We also confirmed the involvement of seven other genetic variations already associated with severe Covid-19 discovered in our earlier work.
Our latest discoveries are reported in Nature. Here we present our findings, the discovery and validation of 23 genes and susceptibility to critical Covid-19 by comparing 7,491 critically ill patients from 224 intensive care units, with 48,400 controls (those not affected or with mild symptoms).
These genetic associations suggest biological processes play a role in how our immune response can influence progression to serious illness, including causing inflammatory lung injury seen in severely ill Covid-19 patients. We know that the activity of our genes can be altered by increasing the amount of a particular molecule or signal, so understanding the genetic associations of critical illness is key to being able to identify new treatments.
For example, the findings included how a single gene variant that disrupts a key messenger molecule in immune system signaling – called interferon alpha-10 – was enough to increase a patient’s risk of severe disease. This highlights the gene’s key role in the immune system and suggests that treating patients with interferon – proteins released by immune cells to defend against viruses – may help manage disease in the early stages.
Therefore, the identification of specific genetic targets provides signposts for future efforts in finding potential new treatments with pinpoint accuracy. However, this is only part of the solution. Where appropriate, large scale randomised clinical trials are needed so we can find out which treatments work and translate our findings into clinical practice.

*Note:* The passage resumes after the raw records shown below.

//! Folio Server
//!
//! Axum server that renders the portfolio pages from `folio_core`, serves the
//! embedded assets and relays contact messages to the external endpoint.

mod api;
mod pages;
mod preview;
mod render;

use axum::{
    routing::{get, post},
    Router,
};
use clap::{Parser, Subcommand};
use folio_core::config::SiteConfig;
use folio_core::contact::{ContactTransport, HttpContactTransport, InFlight};
use std::{net::SocketAddr, sync::Arc};
use tokio::net::TcpListener;

/// Application state
pub struct AppState {
    config: SiteConfig,
    /// Delivery of contact messages to the external endpoint
    transport: Arc<dyn ContactTransport>,
    /// Messages still being relayed; identical reposts are refused
    in_flight: InFlight,
}

pub type SharedState = Arc<AppState>;

#[derive(Parser, Clone)]
#[command(author, version, about = "Folio - personal portfolio site")]
struct Args {
    #[command(subcommand)]
    command: Option<CliCommand>,
}

#[derive(Subcommand, Clone)]
enum CliCommand {
    /// Start the web server (default)
    Serve {
        /// Port to listen on (overrides config and FOLIO_PORT)
        #[arg(short, long)]
        port: Option<u16>,
    },
    /// Walk through the home page in the terminal
    Preview {
        /// Gallery category to select ("All", "Frontend", "Backend", "Full Stack")
        #[arg(short, long)]
        category: Option<String>,
    },
}

fn init_tracing() {
    let filter = tracing_subscriber::EnvFilter::try_from_default_env()
        .unwrap_or_else(|_| tracing_subscriber::EnvFilter::new("info"));
    let _ = tracing_subscriber::fmt().with_env_filter(filter).try_init();
}

/// Routes for the whole site
fn build_app(state: SharedState) -> Router {
    Router::new()
        .route("/", get(pages::page))
        .route("/message", post(pages::send_message))
        .route("/theme", post(pages::theme::toggle_theme))
        .route("/assets/*path", get(pages::assets::serve_asset))
        .nest("/api/v1", api::api_routes())
        // "/not-found" and every other path resolve to the not-found screen
        .fallback(pages::page)
        .with_state(state)
}

async fn load_config() -> anyhow::Result<SiteConfig> {
    let root = std::env::current_dir()?;
    let mut config = SiteConfig::load(&root).await?;
    config.apply_env()?;
    Ok(config)
}

pub async fn run_server(config: SiteConfig) -> anyhow::Result<()> {
    let http = HttpContactTransport::new(config.contact_endpoint.clone());
    let endpoint = http.endpoint().to_string();
    let transport: Arc<dyn ContactTransport> = Arc::new(http);
    let port = config.port;

    let state: SharedState = Arc::new(AppState {
        config,
        transport,
        in_flight: InFlight::new(),
    });
    let app = build_app(state);

    let addr = SocketAddr::from(([127, 0, 0, 1], port));
    println!("🚀 Folio running at http://{}", addr);
    println!("   Pages:   /, /not-found");
    println!("   Contact: POST /message -> {}", endpoint);
    println!("   API v1:  /api/v1/projects, /api/v1/categories, /api/v1/openapi.json");
    tracing::info!(%addr, contact_endpoint = %endpoint, "Server listening");

    let listener = TcpListener::bind(addr).await?;
    axum::serve(listener, app).await?;

    Ok(())
}

#[tokio::main]
async fn main() -> anyhow::Result<()> {
    let _ = dotenvy::dotenv();
    init_tracing();
    let args = Args::parse();
    let mut config = load_config().await?;

    match args.command {
        Some(CliCommand::Preview { category }) => preview::run_preview(&config, category).await,
        Some(CliCommand::Serve { port }) => {
            if let Some(port) = port {
                config.port = port;
            }
            run_server(config).await
        }
        None => run_server(config).await,
    }
}
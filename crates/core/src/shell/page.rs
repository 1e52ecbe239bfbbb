//! # Page Composition
//!
//! What the shell shows for a path once the gate is open.

use serde::Serialize;
use std::time::Duration;

use super::gate::{LoadingGate, ShellPhase};
use super::router::Route;
use crate::motion::Stagger;

/// Sections of the home page
#[derive(Debug, Clone, Copy, PartialEq, Eq, Hash, Serialize)]
#[serde(rename_all = "snake_case")]
pub enum HomeSection {
    Hero,
    About,
    Projects,
    Skills,
    Contact,
}

/// Fixed top-to-bottom order of the home page
pub const HOME_SECTIONS: [HomeSection; 5] = [
    HomeSection::Hero,
    HomeSection::About,
    HomeSection::Projects,
    HomeSection::Skills,
    HomeSection::Contact,
];

impl HomeSection {
    /// Element id, also the fragment used by navigation links
    pub fn anchor(&self) -> &'static str {
        match self {
            HomeSection::Hero => "home",
            HomeSection::About => "about",
            HomeSection::Projects => "projects",
            HomeSection::Skills => "skills",
            HomeSection::Contact => "contact",
        }
    }

    /// Label used in header and footer navigation
    pub fn nav_label(&self) -> &'static str {
        match self {
            HomeSection::Hero => "Home",
            HomeSection::About => "About",
            HomeSection::Projects => "Projects",
            HomeSection::Skills => "Skills",
            HomeSection::Contact => "Contact",
        }
    }

    /// Entrance timing of the section's children.
    /// The hero animates on mount and is not scroll-triggered.
    pub fn stagger(&self) -> Option<Stagger> {
        match self {
            HomeSection::Hero => None,
            HomeSection::About => Some(Stagger::ABOUT),
            HomeSection::Projects | HomeSection::Skills | HomeSection::Contact => {
                Some(Stagger::SECTION)
            }
        }
    }
}

/// What to render
#[derive(Debug, Clone, PartialEq, Eq, Serialize)]
#[serde(rename_all = "snake_case", tag = "screen", content = "sections")]
pub enum Screen {
    Loading,
    Home(Vec<HomeSection>),
    NotFound,
}

impl Screen {
    /// The screen for `route` once the gate is open
    pub fn for_route(route: Route) -> Self {
        match route {
            Route::Home => Screen::Home(HOME_SECTIONS.to_vec()),
            Route::NotFound => Screen::NotFound,
        }
    }
}

/// Loading gate plus routing
#[derive(Debug)]
pub struct Shell {
    gate: LoadingGate,
}

impl Shell {
    /// Mount the shell; the gate starts closed
    pub fn mount(loading_delay: Duration) -> Self {
        tracing::debug!(delay_ms = loading_delay.as_millis() as u64, "Shell mounted");
        Self {
            gate: LoadingGate::mount(loading_delay),
        }
    }

    pub fn phase(&self) -> ShellPhase {
        self.gate.phase()
    }

    pub fn gate(&self) -> &LoadingGate {
        &self.gate
    }

    /// Screen for `path` in the current phase
    pub fn screen(&self, path: &str) -> Screen {
        match self.gate.phase() {
            ShellPhase::Loading => Screen::Loading,
            ShellPhase::Ready => Screen::for_route(Route::resolve(path)),
        }
    }
}

#[cfg(test)]
mod tests {
    use super::*;

    #[test]
    fn test_home_section_order() {
        let anchors: Vec<&str> = HOME_SECTIONS.iter().map(|s| s.anchor()).collect();
        assert_eq!(anchors, vec!["home", "about", "projects", "skills", "contact"]);
    }

    #[test]
    fn test_screen_for_route() {
        assert_eq!(
            Screen::for_route(Route::Home),
            Screen::Home(HOME_SECTIONS.to_vec())
        );
        assert_eq!(Screen::for_route(Route::NotFound), Screen::NotFound);
    }

    #[tokio::test(start_paused = true)]
    async fn test_shell_loading_then_routes() {
        let shell = Shell::mount(Duration::from_millis(1000));
        assert_eq!(shell.screen("/"), Screen::Loading);
        assert_eq!(shell.screen("/missing"), Screen::Loading);

        shell.gate().wait_ready().await;

        assert_eq!(shell.screen("/"), Screen::Home(HOME_SECTIONS.to_vec()));
        assert_eq!(shell.screen("/not-found"), Screen::NotFound);
        assert_eq!(shell.screen("/missing"), Screen::NotFound);
    }

    #[test]
    fn test_hero_is_not_scroll_triggered() {
        assert!(HomeSection::Hero.stagger().is_none());
        assert_eq!(HomeSection::About.stagger(), Some(Stagger::ABOUT));
    }
}
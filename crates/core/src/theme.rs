//! # Theme
//!
//! Light/dark preference. Initialized once from the stored preference or the
//! system default; there is nothing to tear down.

use serde::{Deserialize, Serialize};

/// Color scheme of the whole page
#[derive(Debug, Clone, Copy, Default, PartialEq, Eq, Serialize, Deserialize)]
#[serde(rename_all = "lowercase")]
pub enum ThemeMode {
    #[default]
    Light,
    Dark,
}

impl ThemeMode {
    /// Parse a stored value ("light" / "dark", case-insensitive)
    pub fn parse(value: &str) -> Option<Self> {
        match value.trim().to_ascii_lowercase().as_str() {
            "light" => Some(ThemeMode::Light),
            "dark" => Some(ThemeMode::Dark),
            _ => None,
        }
    }

    pub fn as_str(&self) -> &'static str {
        match self {
            ThemeMode::Light => "light",
            ThemeMode::Dark => "dark",
        }
    }

    /// The other mode
    pub fn toggled(self) -> Self {
        match self {
            ThemeMode::Light => ThemeMode::Dark,
            ThemeMode::Dark => ThemeMode::Light,
        }
    }
}

/// Resolved preference for one visitor
#[derive(Debug, Clone, Copy, PartialEq, Eq)]
pub struct ThemePreference {
    mode: ThemeMode,
}

impl ThemePreference {
    /// A valid stored value wins; anything else falls back to the system default.
    pub fn resolve(persisted: Option<&str>, system: ThemeMode) -> Self {
        let mode = persisted.and_then(ThemeMode::parse).unwrap_or(system);
        Self { mode }
    }

    pub fn mode(&self) -> ThemeMode {
        self.mode
    }

    pub fn is_dark(&self) -> bool {
        self.mode == ThemeMode::Dark
    }

    pub fn toggle(&mut self) -> ThemeMode {
        self.mode = self.mode.toggled();
        tracing::debug!(mode = self.mode.as_str(), "Theme toggled");
        self.mode
    }
}
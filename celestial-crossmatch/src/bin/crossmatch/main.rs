//! crossmatch: associate two sky catalogs and test the result against chance

mod cli;
mod run;
mod sample;
mod separation;

use clap::Parser;
use cli::{Cli, Commands};

fn main() -> anyhow::Result<()> {
    let cli = Cli::parse();
    init_logging(cli.verbose);

    match &cli.command {
        Commands::Run(args) => run::run(args, &cli),
        Commands::Sample(args) => sample::run(args, &cli),
        Commands::Separation(args) => separation::run(args, &cli),
    }
}

/// `info` by default, `debug` with `--verbose`; `RUST_LOG` wins over both.
fn init_logging(verbose: bool) {
    let default = if verbose { "debug" } else { "info" };
    env_logger::Builder::from_env(env_logger::Env::default().default_filter_or(default))
        .format_timestamp(None)
        .init();
}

Professor Kenneth Baillie, the project’s chief investigator and a Consultant in Critical Care Medicine at University of Edinburgh, said:
“Our latest findings point to specific molecular targets in critical Covid-19. These results explain why some people develop life-threatening Covid-19, while others get no symptoms at all. But more importantly, this gives us a deep understanding of the process of disease and is a big step forward in finding more effective treatments. “It is now true to say that we understand the mechanisms of Covid better than the other syndromes we treat in intensive care in normal times – sepsis, flu, and other forms of critical illness. Covid-19 is showing us the way to tackle those problems in the future.”